- [Collected data entries]
•••

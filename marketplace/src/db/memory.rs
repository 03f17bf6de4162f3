// marketplace/src/db/memory.rs

//! Process-local store with the same constraints as the PostgreSQL schema.
//!
//! All collections sit behind one `parking_lot::RwLock`, so every uniqueness and
//! reference check happens atomically with the write it guards. Guards are never
//! held across an `.await`.

use async_trait::async_trait;
use chrono::{DateTime, Utc};
use parking_lot::RwLock;
use uuid::Uuid;

use super::{CategoryStore, FlashSaleStore, ProductStore, StoreError, StoreResult, UserStore};
use crate::models::{
  Category, FlashSaleEntry, FlashSaleListing, NewFlashSaleEntry, NewProduct, NewUser, Product, ProductPatch, User,
};
use crate::services::product_service::MAX_PRODUCT_IMAGES;

#[derive(Default)]
struct Tables {
  users: Vec<User>,
  categories: Vec<Category>,
  products: Vec<Product>,
  flash_sales: Vec<FlashSaleEntry>,
}

impl Tables {
  fn check_product(&self, product: &Product) -> StoreResult<()> {
    if !(product.price > 0.0) {
      return Err(StoreError::CheckViolation("products_price_check".into()));
    }
    if product.quantity < 0 {
      return Err(StoreError::CheckViolation("products_quantity_check".into()));
    }
    if !(1..=MAX_PRODUCT_IMAGES).contains(&product.images.len()) {
      return Err(StoreError::CheckViolation("products_images_check".into()));
    }
    if !self.categories.iter().any(|c| c.id == product.category_id) {
      return Err(StoreError::ForeignKeyViolation("products_category_id_fkey".into()));
    }
    let duplicate = self.products.iter().any(|other| {
      other.id != product.id && other.vendor_id == product.vendor_id && eq_ignore_case(&other.name, &product.name)
    });
    if duplicate {
      return Err(StoreError::UniqueViolation("products_vendor_name_key".into()));
    }
    Ok(())
  }
}

fn eq_ignore_case(a: &str, b: &str) -> bool {
  a.to_lowercase() == b.to_lowercase()
}

#[derive(Default)]
pub struct MemoryStore {
  tables: RwLock<Tables>,
}

impl MemoryStore {
  pub fn new() -> Self {
    Self::default()
  }
}

#[async_trait]
impl ProductStore for MemoryStore {
  async fn insert_product(&self, new_product: NewProduct) -> StoreResult<Product> {
    let now = Utc::now();
    let product = Product {
      id: Uuid::new_v4(),
      vendor_id: new_product.vendor_id,
      name: new_product.name,
      description: new_product.description,
      price: new_product.price,
      images: new_product.images,
      category_id: new_product.category_id,
      quantity: new_product.quantity,
      created_at: now,
      updated_at: now,
    };
    let mut tables = self.tables.write();
    tables.check_product(&product)?;
    tables.products.push(product.clone());
    Ok(product)
  }

  async fn list_products(&self) -> StoreResult<Vec<Product>> {
    Ok(self.tables.read().products.clone())
  }

  async fn find_product(&self, id: Uuid) -> StoreResult<Option<Product>> {
    Ok(self.tables.read().products.iter().find(|p| p.id == id).cloned())
  }

  async fn find_product_by_vendor_and_name(&self, vendor_id: Uuid, name: &str) -> StoreResult<Option<Product>> {
    let tables = self.tables.read();
    Ok(
      tables
        .products
        .iter()
        .find(|p| p.vendor_id == vendor_id && eq_ignore_case(&p.name, name))
        .cloned(),
    )
  }

  async fn update_product(&self, id: Uuid, patch: &ProductPatch) -> StoreResult<Option<Product>> {
    let mut tables = self.tables.write();
    let Some(index) = tables.products.iter().position(|p| p.id == id) else {
      return Ok(None);
    };
    let mut updated = tables.products[index].clone();
    patch.apply_to(&mut updated, Utc::now());
    tables.check_product(&updated)?;
    tables.products[index] = updated.clone();
    Ok(Some(updated))
  }

  async fn delete_product(&self, id: Uuid) -> StoreResult<bool> {
    let mut tables = self.tables.write();
    let before = tables.products.len();
    tables.products.retain(|p| p.id != id);
    let removed = tables.products.len() < before;
    if removed {
      tables.flash_sales.retain(|f| f.product_id != id);
    }
    Ok(removed)
  }
}

#[async_trait]
impl CategoryStore for MemoryStore {
  async fn insert_category(&self, name: &str) -> StoreResult<Category> {
    let mut tables = self.tables.write();
    if tables.categories.iter().any(|c| eq_ignore_case(&c.name, name)) {
      return Err(StoreError::UniqueViolation("categories_name_key".into()));
    }
    let category = Category {
      id: Uuid::new_v4(),
      name: name.to_string(),
      created_at: Utc::now(),
    };
    tables.categories.push(category.clone());
    Ok(category)
  }

  async fn find_category(&self, id: Uuid) -> StoreResult<Option<Category>> {
    Ok(self.tables.read().categories.iter().find(|c| c.id == id).cloned())
  }

  async fn find_category_by_name(&self, name: &str) -> StoreResult<Option<Category>> {
    Ok(
      self
        .tables
        .read()
        .categories
        .iter()
        .find(|c| eq_ignore_case(&c.name, name))
        .cloned(),
    )
  }

  async fn list_categories(&self) -> StoreResult<Vec<Category>> {
    let mut categories = self.tables.read().categories.clone();
    categories.sort_by(|a, b| a.name.cmp(&b.name));
    Ok(categories)
  }
}

#[async_trait]
impl FlashSaleStore for MemoryStore {
  async fn insert_flash_sale(&self, entry: NewFlashSaleEntry) -> StoreResult<FlashSaleEntry> {
    let mut tables = self.tables.write();
    if !(entry.new_price > 0.0) {
      return Err(StoreError::CheckViolation("flash_sales_new_price_check".into()));
    }
    if !tables.products.iter().any(|p| p.id == entry.product_id) {
      return Err(StoreError::ForeignKeyViolation("flash_sales_product_id_fkey".into()));
    }
    if tables.flash_sales.iter().any(|f| f.product_id == entry.product_id) {
      return Err(StoreError::UniqueViolation("flash_sales_product_key".into()));
    }
    let inserted = FlashSaleEntry {
      id: Uuid::new_v4(),
      product_id: entry.product_id,
      vendor_id: entry.vendor_id,
      new_price: entry.new_price,
      created_at: Utc::now(),
    };
    tables.flash_sales.push(inserted.clone());
    Ok(inserted)
  }

  async fn find_flash_sale_by_product(&self, product_id: Uuid) -> StoreResult<Option<FlashSaleEntry>> {
    Ok(
      self
        .tables
        .read()
        .flash_sales
        .iter()
        .find(|f| f.product_id == product_id)
        .cloned(),
    )
  }

  async fn delete_flash_sale(&self, id: Uuid) -> StoreResult<bool> {
    let mut tables = self.tables.write();
    let before = tables.flash_sales.len();
    tables.flash_sales.retain(|f| f.id != id);
    Ok(tables.flash_sales.len() < before)
  }

  async fn list_flash_sales_with_products(&self) -> StoreResult<Vec<FlashSaleListing>> {
    let tables = self.tables.read();
    let listings = tables
      .flash_sales
      .iter()
      .filter_map(|entry| {
        tables
          .products
          .iter()
          .find(|p| p.id == entry.product_id)
          .map(|product| FlashSaleListing::new(entry.clone(), product.clone()))
      })
      .collect();
    Ok(listings)
  }
}

#[async_trait]
impl UserStore for MemoryStore {
  async fn insert_user(&self, new_user: NewUser) -> StoreResult<User> {
    let mut tables = self.tables.write();
    if tables.users.iter().any(|u| eq_ignore_case(&u.email, &new_user.email)) {
      return Err(StoreError::UniqueViolation("users_email_key".into()));
    }
    let now = Utc::now();
    let user = User {
      id: Uuid::new_v4(),
      email: new_user.email,
      password_hash: new_user.password_hash,
      role: new_user.role,
      password_reset_token: None,
      password_reset_expires_at: None,
      created_at: now,
      updated_at: now,
    };
    tables.users.push(user.clone());
    Ok(user)
  }

  async fn find_user_by_email(&self, email: &str) -> StoreResult<Option<User>> {
    Ok(
      self
        .tables
        .read()
        .users
        .iter()
        .find(|u| eq_ignore_case(&u.email, email))
        .cloned(),
    )
  }

  async fn set_password_reset_token(&self, user_id: Uuid, token: &str, expires_at: DateTime<Utc>) -> StoreResult<()> {
    let mut tables = self.tables.write();
    if let Some(user) = tables.users.iter_mut().find(|u| u.id == user_id) {
      user.password_reset_token = Some(token.to_string());
      user.password_reset_expires_at = Some(expires_at);
      user.updated_at = Utc::now();
    }
    Ok(())
  }

  async fn find_user_by_reset_token(&self, email: &str, token: &str) -> StoreResult<Option<User>> {
    Ok(
      self
        .tables
        .read()
        .users
        .iter()
        .find(|u| eq_ignore_case(&u.email, email) && u.password_reset_token.as_deref() == Some(token))
        .cloned(),
    )
  }

  async fn update_password(&self, user_id: Uuid, password_hash: &str) -> StoreResult<()> {
    let mut tables = self.tables.write();
    if let Some(user) = tables.users.iter_mut().find(|u| u.id == user_id) {
      user.password_hash = password_hash.to_string();
      user.password_reset_token = None;
      user.password_reset_expires_at = None;
      user.updated_at = Utc::now();
    }
    Ok(())
  }
}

•••

- [The task] Check all the records above and select each line where the string "UserStore" is found.

- [Response box]
use super::{CategoryStore, FlashSaleStore, ProductStore, StoreError, StoreResult, UserStore};
impl UserStore for MemoryStore {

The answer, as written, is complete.